2022/08/10 06:29 更新会員限定


アキラナカ

 東京ブランドの23年リゾートコレクションと春夏コレクションは、メンズのアイテムをベースに、女性らしい柔らかさを表現したスタイルが広がった。クラシックなジャケットやベストが軸となるが、型にはまらない自由な着こなしに、今を生きる女性の姿勢が反映されている。

(須田渉美)

 「人が芸術によって解放されるように、様々な考え方を受容するコミュニケーションツールを担っていけたら」とは「アキラナカ」(ナカアキラ)。リゾートコレクションは、ドイツの芸術家、ヨーゼフ・ボイスの活動から発想を広げ、ブランドの主張を伝えるメタファーを持ったコレクションを作った。前身頃をすっきり整えたテーラードジャケットには、生地をくりぬいたスパンコールをドットのようにあしらう。カットした跡を傷に見立て、「傷は美しさへと変容できる」とメッセージを込めた。デコラティブな主張を感じさせない艶っぽさが新鮮だ。フレアシルエットパンツは、カットレースで傷のような形状と細かいドットを表現した生地を切り替えた。クラフトタッチでモダンさを伴ったエレガンスへ発展させている。

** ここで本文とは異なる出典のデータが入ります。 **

//! `jcp clear-cache` – drop the resolution cache file.

use anyhow::{Context, Result};
use jcp_core::config::JcpConfig;

pub fn run_clear_cache(cfg: &JcpConfig) -> Result<()> {
    let path = cfg.dependency_cache_file()?;
    if path.exists() {
        std::fs::remove_file(&path)
            .with_context(|| format!("remove dependency cache: {}", path.display()))?;
        println!("Removed dependency cache {}", path.display());
    } else {
        println!("No dependency cache at {}", path.display());
    }
    Ok(())
}
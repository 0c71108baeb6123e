//! `jcp completions <shell>` – emit shell completions on stdout.

use clap::CommandFactory;
use clap_complete::{generate, Shell};

use crate::cli::Cli;

pub fn run_completions(shell: Shell) {
    let mut cmd = Cli::command();
    let name = cmd.get_name().to_string();
    generate(shell, &mut cmd, name, &mut std::io::stdout());
}
//! Dependency locator parsing.
//!
//! Supported formats:
//!   `groupId:artifactId:version`
//!   `groupId:artifactId:version:classifier`
//!   `groupId:artifactId:version:classifier@type`
//!   `groupId:artifactId:version@type`

use std::fmt;

use crate::error::ResolveError;

/// A fully parsed artifact coordinate. Immutable once parsed.
#[derive(Debug, Clone, PartialEq, Eq, Hash)]
pub struct ArtifactCoordinate {
    pub group_id: String,
    pub artifact_id: String,
    /// Plain version or a Maven range expression. May be empty (the engine
    /// rejects it later); never contains `:` or `@`.
    pub version: String,
    pub classifier: Option<String>,
    /// Packaging type. Defaults to `"jar"`.
    pub packaging: String,
}

impl ArtifactCoordinate {
    /// Parse a dependency locator string.
    ///
    /// # Examples
    /// ```
    /// use jcp_core::coordinate::ArtifactCoordinate;
    /// let c = ArtifactCoordinate::parse("com.foo:bar:1.2.3").unwrap();
    /// assert_eq!(c.group_id, "com.foo");
    /// ```
    pub fn parse(locator: &str) -> Result<Self, ResolveError> {
        // Split off @type first; the remainder is colon-separated.
        let (gav, packaging) = match locator.rsplit_once('@') {
            Some((gav, ty)) if !ty.is_empty() => (gav, ty),
            Some((gav, _)) => (gav, "jar"),
            None => (locator, "jar"),
        };

        let parts: Vec<&str> = gav.split(':').collect();
        let (group_id, artifact_id, version, classifier) = match parts.as_slice() {
            [g, a, v] => (*g, *a, *v, None),
            [g, a, v, c] => (*g, *a, *v, Some(*c)),
            _ => return Err(ResolveError::InvalidLocatorFormat(locator.to_string())),
        };

        if group_id.is_empty() || artifact_id.is_empty() {
            return Err(ResolveError::InvalidLocatorFormat(locator.to_string()));
        }

        Ok(Self {
            group_id: group_id.to_string(),
            artifact_id: artifact_id.to_string(),
            version: format_version(version),
            classifier: classifier.map(str::to_string),
            packaging: packaging.to_string(),
        })
    }
}

/// Rewrites a trailing `+` as an open-ended version range: `1.2+` → `[1.2,)`.
/// Everything else passes through unchanged.
fn format_version(version: &str) -> String {
    match version.strip_suffix('+') {
        Some(prefix) => format!("[{prefix},)"),
        None => version.to_string(),
    }
}

impl fmt::Display for ArtifactCoordinate {
    fn fmt(&self, f: &mut fmt::Formatter<'_>) -> fmt::Result {
        write!(f, "{}:{}:{}", self.group_id, self.artifact_id, self.version)?;
        if let Some(classifier) = &self.classifier {
            write!(f, ":{classifier}")?;
        }
        if self.packaging != "jar" {
            write!(f, "@{}", self.packaging)?;
        }
        Ok(())
    }
}
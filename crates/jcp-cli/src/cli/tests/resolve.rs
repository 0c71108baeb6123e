//! Tests for the resolve subcommand.

use super::parse;
use crate::cli::CliCommand;
use clap::Parser;

#[test]
fn cli_parse_resolve() {
    match parse(&["jcp", "resolve", "com.foo:bar:1.2.3"]) {
        CliCommand::Resolve {
            locators,
            repos,
            quiet,
        } => {
            assert_eq!(locators, vec!["com.foo:bar:1.2.3"]);
            assert!(repos.is_empty());
            assert!(!quiet);
        }
        _ => panic!("expected Resolve"),
    }
}

#[test]
fn cli_parse_resolve_multiple_locators_keep_order() {
    match parse(&["jcp", "resolve", "com.foo:bar:1.0", "com.foo:baz:2.0"]) {
        CliCommand::Resolve { locators, .. } => {
            assert_eq!(locators, vec!["com.foo:bar:1.0", "com.foo:baz:2.0"]);
        }
        _ => panic!("expected Resolve"),
    }
}

#[test]
fn cli_parse_resolve_repos_repeatable() {
    match parse(&[
        "jcp",
        "resolve",
        "com.foo:bar:1.0",
        "--repo",
        "mavenCentral",
        "--repo",
        "corp=https://repo.corp.example/m2",
    ]) {
        CliCommand::Resolve { repos, .. } => {
            assert_eq!(repos, vec!["mavenCentral", "corp=https://repo.corp.example/m2"]);
        }
        _ => panic!("expected Resolve with --repo"),
    }
}

#[test]
fn cli_parse_resolve_quiet() {
    match parse(&["jcp", "resolve", "com.foo:bar:1.0", "--quiet"]) {
        CliCommand::Resolve { quiet, .. } => assert!(quiet),
        _ => panic!("expected Resolve with --quiet"),
    }
}

#[test]
fn cli_parse_resolve_requires_a_locator() {
    assert!(crate::cli::Cli::try_parse_from(["jcp", "resolve"]).is_err());
}
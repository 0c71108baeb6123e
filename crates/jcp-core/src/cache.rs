//! Flat-file resolution cache: one `"<key> <classpath>"` line per entry.
//!
//! The file is append-only and human-readable. Duplicate keys are fine: the
//! line appearing later in the file wins, which is what plain appending gives
//! us. No locking is done; concurrent writers race at worst into a partial
//! line, which is unparsable and therefore skipped on load.

use std::fs::{self, OpenOptions};
use std::io::Write;
use std::path::{Path, PathBuf};

use anyhow::{Context, Result};
use tracing::warn;

use crate::classpath;

/// Cache of previously resolved classpaths, keyed by the joined locator list.
pub struct ResolutionCache {
    path: PathBuf,
}

impl ResolutionCache {
    pub fn new(path: impl Into<PathBuf>) -> Self {
        Self { path: path.into() }
    }

    pub fn path(&self) -> &Path {
        &self.path
    }

    /// Look up a previously stored classpath.
    ///
    /// Re-reads the cache file on every call. Returns `None` when the key is
    /// absent, when the file is unreadable (warned and treated as empty), or
    /// when any cached entry no longer exists on disk — a stale entry forces
    /// re-resolution instead of handing out paths that were wiped since.
    pub fn lookup(&self, key: &str) -> Option<String> {
        if !self.path.is_file() {
            return None;
        }
        let contents = match fs::read_to_string(&self.path) {
            Ok(contents) => contents,
            Err(e) => {
                warn!(
                    "could not access dependency cache {}: {}",
                    self.path.display(),
                    e
                );
                return None;
            }
        };

        let mut hit = None;
        for line in contents.lines() {
            let line = line.trim();
            if line.is_empty() {
                continue;
            }
            // Later lines win on duplicate keys.
            if let Some((k, v)) = line.split_once(' ') {
                if k == key {
                    hit = Some(v.to_string());
                }
            }
        }

        let cached = hit?;
        if all_entries_exist(&cached) {
            Some(cached)
        } else {
            warn!("detected missing dependencies in cache");
            None
        }
    }

    /// Append a freshly resolved classpath, creating the file (and its parent
    /// directory) on first use. The caller treats failure as non-fatal.
    pub fn store(&self, key: &str, classpath: &str) -> Result<()> {
        if let Some(parent) = self.path.parent() {
            fs::create_dir_all(parent)
                .with_context(|| format!("create cache dir: {}", parent.display()))?;
        }
        let mut file = OpenOptions::new()
            .create(true)
            .append(true)
            .open(&self.path)
            .with_context(|| format!("open dependency cache: {}", self.path.display()))?;
        writeln!(file, "{key} {classpath}")
            .with_context(|| format!("append to dependency cache: {}", self.path.display()))?;
        Ok(())
    }
}

/// True if every classpath entry still exists locally. Quoted entries (paths
/// containing spaces) are unquoted before the check.
fn all_entries_exist(cached: &str) -> bool {
    cached
        .split(classpath::SEPARATOR)
        .all(|entry| Path::new(entry.trim_matches('"')).exists())
}
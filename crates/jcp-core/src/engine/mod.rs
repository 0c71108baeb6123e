//! Resolution engine capability: coordinate + repositories → local files.
//!
//! The orchestrator only depends on this trait and does not know how the
//! transitive graph is computed or fetched; alternative backends slot in
//! without touching the cache or batch logic.

use std::path::PathBuf;

use thiserror::Error;

use crate::coordinate::ArtifactCoordinate;
use crate::repository::Repository;

mod coursier;
pub use coursier::CoursierEngine;

/// Failure classes reported by a resolution engine. The two classes carry
/// different process exit codes (see `ResolveError::exit_code`).
#[derive(Debug, Error)]
pub enum EngineError {
    /// Could not reach a repository: connection, proxy, TLS, credentials.
    #[error("connection failure: {0}")]
    Connection(String),
    /// The engine ran but produced no usable result: unknown artifact,
    /// unsatisfiable version range, bad metadata.
    #[error("{0}")]
    Resolution(String),
}

/// Resolves one coordinate — with full transitive expansion — against an
/// ordered repository list, returning local artifact files in engine order.
pub trait ResolutionEngine {
    fn resolve_transitive(
        &self,
        coordinate: &ArtifactCoordinate,
        repositories: &[Repository],
    ) -> Result<Vec<PathBuf>, EngineError>;
}

impl<E: ResolutionEngine + ?Sized> ResolutionEngine for &E {
    fn resolve_transitive(
        &self,
        coordinate: &ArtifactCoordinate,
        repositories: &[Repository],
    ) -> Result<Vec<PathBuf>, EngineError> {
        (**self).resolve_transitive(coordinate, repositories)
    }
}
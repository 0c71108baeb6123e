use jcp_core::error::ResolveError;
use jcp_core::logging;

mod cli;

use crate::cli::CliCommand;

fn main() {
    // Initialize logging as early as possible.
    if logging::init_logging().is_err() {
        logging::init_logging_stderr();
    }

    // Parse CLI and dispatch.
    if let Err(err) = CliCommand::run_from_args() {
        eprintln!("jcp error: {:#}", err);
        // Resolution failures carry their own exit contract; connectivity
        // problems additionally print a remediation hint.
        if let Some(resolve_err) = err.downcast_ref::<ResolveError>() {
            if let Some(hint) = resolve_err.remediation() {
                eprintln!("{hint}");
            }
            std::process::exit(resolve_err.exit_code());
        }
        std::process::exit(1);
    }
}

 「ニアーニッポン」(深山拓也、上島朋子)は、トラッド感のあるテーラードアイテムに、色彩やカットの変化を加え、フェミニンなムードで表現した。テーマはフリーマインド。ダブルブレストのジャケットやトラウザーには、ピンク系のチェックのリネン地を使う。ボクシーなフォルムだが、ポケットの位置を高めにして若干のシェイプを入れ、スマートに見せる。先染めのストライプを使ったバンドカラーシャツは、袖の縫い目が肩の付け根から曲線を描くようなパターンにして、女性的な表情を引き出す。伝統的なペーズリーのプリント柄も、京都の手捺染で水彩画タッチの柔らかさを出した。

ニアーニッポン

 ユニセックスのアイテムを一段と広げた「08サーカス」(森下公則)は、テーラードのテクニックを生かし、男性らしさも女性らしさも内包するシルエットのアウターを揃えた。一例はベスト。肩線が張り出したジャケットのフォルムをベースにしたノーカラーのベストは、ボタンを閉じると女性の体にもきれいに沿ってしとやかな雰囲気。コートのフォルムから派生したロングベストは、ラペルが付いて、軽やかにドレープを描く。脇下に通したベルトも、エレガントな余韻を残すアクセントになっている。